# 8 GB Ram Sinnvoll für Vista 64bit?



## masterofut64 (20. Januar 2009)

*8 GB Ram Sinnvoll für Vista 64bit?*

Hallo leute , ich habe 4 Gb Corsair ram auf meinem Gigabyte Mainboard drauf. Da die Preise für Ram so schön unten sond wollte ich nochmal zuschlagen. und nochmal 4 Gb holen. Aber vorher wissen ob sich das lohnt, oder ob es Probleme geben kann?
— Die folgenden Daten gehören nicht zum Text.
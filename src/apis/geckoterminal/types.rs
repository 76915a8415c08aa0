/// Raw GeckoTerminal trending-pools payload (JSON:API shape), reduced to
/// the fields we consume.
use chrono::Utc;
use serde::Deserialize;

use crate::apis::{NumberLike, UNKNOWN_NAME};
use crate::tokens::types::Token;

use super::PROVIDER;

#[derive(Debug, Default, Deserialize)]
#[serde(default)]
pub struct TrendingPoolsResponse {
    pub data: Vec<GeckoPool>,
}

#[derive(Debug, Default, Deserialize)]
#[serde(default)]
pub struct GeckoPool {
    pub attributes: PoolAttributes,
    pub relationships: PoolRelationships,
}

#[derive(Debug, Default, Deserialize)]
#[serde(default)]
pub struct PoolAttributes {
    /// Pool display name, usually "BASE / QUOTE".
    pub name: String,
    pub base_token_price_native_currency: NumberLike,
    pub market_cap_usd: NumberLike,
    pub volume_usd: WindowValues,
    pub reserve_in_usd: NumberLike,
    pub transactions: PoolTransactions,
    pub price_change_percentage: WindowValues,
}

#[derive(Debug, Default, Deserialize)]
#[serde(default)]
pub struct WindowValues {
    pub h1: NumberLike,
    pub h24: NumberLike,
}

#[derive(Debug, Default, Deserialize)]
#[serde(default)]
pub struct PoolTransactions {
    pub h24: TxnCounts,
}

#[derive(Debug, Default, Deserialize)]
#[serde(default)]
pub struct TxnCounts {
    pub buys: Option<u64>,
    pub sells: Option<u64>,
}

#[derive(Debug, Default, Deserialize)]
#[serde(default)]
pub struct PoolRelationships {
    pub base_token: Relationship,
    pub dex: Relationship,
}

#[derive(Debug, Default, Deserialize)]
#[serde(default)]
pub struct Relationship {
    pub data: Option<RelationshipData>,
}

#[derive(Debug, Default, Deserialize)]
#[serde(default)]
pub struct RelationshipData {
    pub id: String,
}

impl GeckoPool {
    /// Map one trending pool into the canonical shape. Pools without a
    /// base-token relationship carry no identity and are skipped.
    ///
    /// GeckoTerminal has no 7-day window: the 7d price change reuses the
    /// 24h figure and 7d volume stays at zero.
    pub fn to_token(&self) -> Option<Token> {
        let base_token_id = self
            .relationships
            .base_token
            .data
            .as_ref()
            .map(|data| data.id.as_str())
            .filter(|id| !id.is_empty())?;
        let token_address = base_token_id
            .strip_prefix("solana_")
            .unwrap_or(base_token_id)
            .to_string();

        let name = self
            .attributes
            .name
            .split('/')
            .next()
            .map(str::trim)
            .filter(|part| !part.is_empty())
            .unwrap_or(UNKNOWN_NAME)
            .to_string();

        let attrs = &self.attributes;
        let volume_24h = attrs.volume_usd.h24.as_f64();
        let transaction_count = attrs.transactions.h24.buys.unwrap_or(0)
            + attrs.transactions.h24.sells.unwrap_or(0);
        let price_24h_change = attrs.price_change_percentage.h24.as_f64();

        let protocol = self
            .relationships
            .dex
            .data
            .as_ref()
            .map(|data| data.id.clone())
            .filter(|id| !id.is_empty())
            .unwrap_or_else(|| PROVIDER.to_string());

        Some(Token {
            token_address,
            token_ticker: name.clone(),
            token_name: name,

            price_sol: attrs.base_token_price_native_currency.as_f64(),
            market_cap_sol: attrs.market_cap_usd.as_f64(),
            liquidity_sol: attrs.reserve_in_usd.as_f64(),
            transaction_count,

            volume_sol: volume_24h,
            volume_1h: attrs.volume_usd.h1.as_f64(),
            volume_24h,
            volume_7d: 0.0,

            price_1hr_change: attrs.price_change_percentage.h1.as_f64(),
            price_24h_change,
            price_7d_change: price_24h_change,

            protocol: vec![protocol],
            sources: vec![PROVIDER.to_string()],
            last_updated: Utc::now(),
            metadata: None,
        })
    }
}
Hab Vista 64 bit drauf
zogge GTA4 und CSS .

System :
Phenom 9950BE
4GB RAM Corsair


----------



## Stefan Payne (20. Januar 2009)

*AW: 8 GB Ram Sinnvoll für Vista 64bit?*

Ja, durchaus.
Hab momentan auch 8GiB drin und muss sagen, das das schon nicht verkehrt ist, da wird nix ausgelagert, beim Taskswitching...


----------



## D!str(+)yer (20. Januar 2009)

*AW: 8 GB Ram Sinnvoll für Vista 64bit?*

GTA würde es dir danken 

Ich hab mir auch vor 2 wochen noch 4GB rein gesteckt 

Wenn du nicht gerade jeden cent umdrehen musst, würd ichs tun, gerade bei den preisen!


----------



## <--@ndré--> (20. Januar 2009)

*AW: 8 GB Ram Sinnvoll für Vista 64bit?*

Bei den Preisen muss man das ja schon fast machen, außer man hat selber RAM den es kaum noch gibt.


----------



## masterofut64 (21. Januar 2009)

*AW: 8 GB Ram Sinnvoll für Vista 64bit?*

Na dann werd ich mir noch 4 gb Corsair ram gönnen.

Danke


----------



## Gast3737 (21. Januar 2009)

*AW: 8 GB Ram Sinnvoll für Vista 64bit?*



<--@ndré--> schrieb:


> Bei den Preisen muss man das ja schon fast machen, außer man hat selber RAM den es kaum noch gibt.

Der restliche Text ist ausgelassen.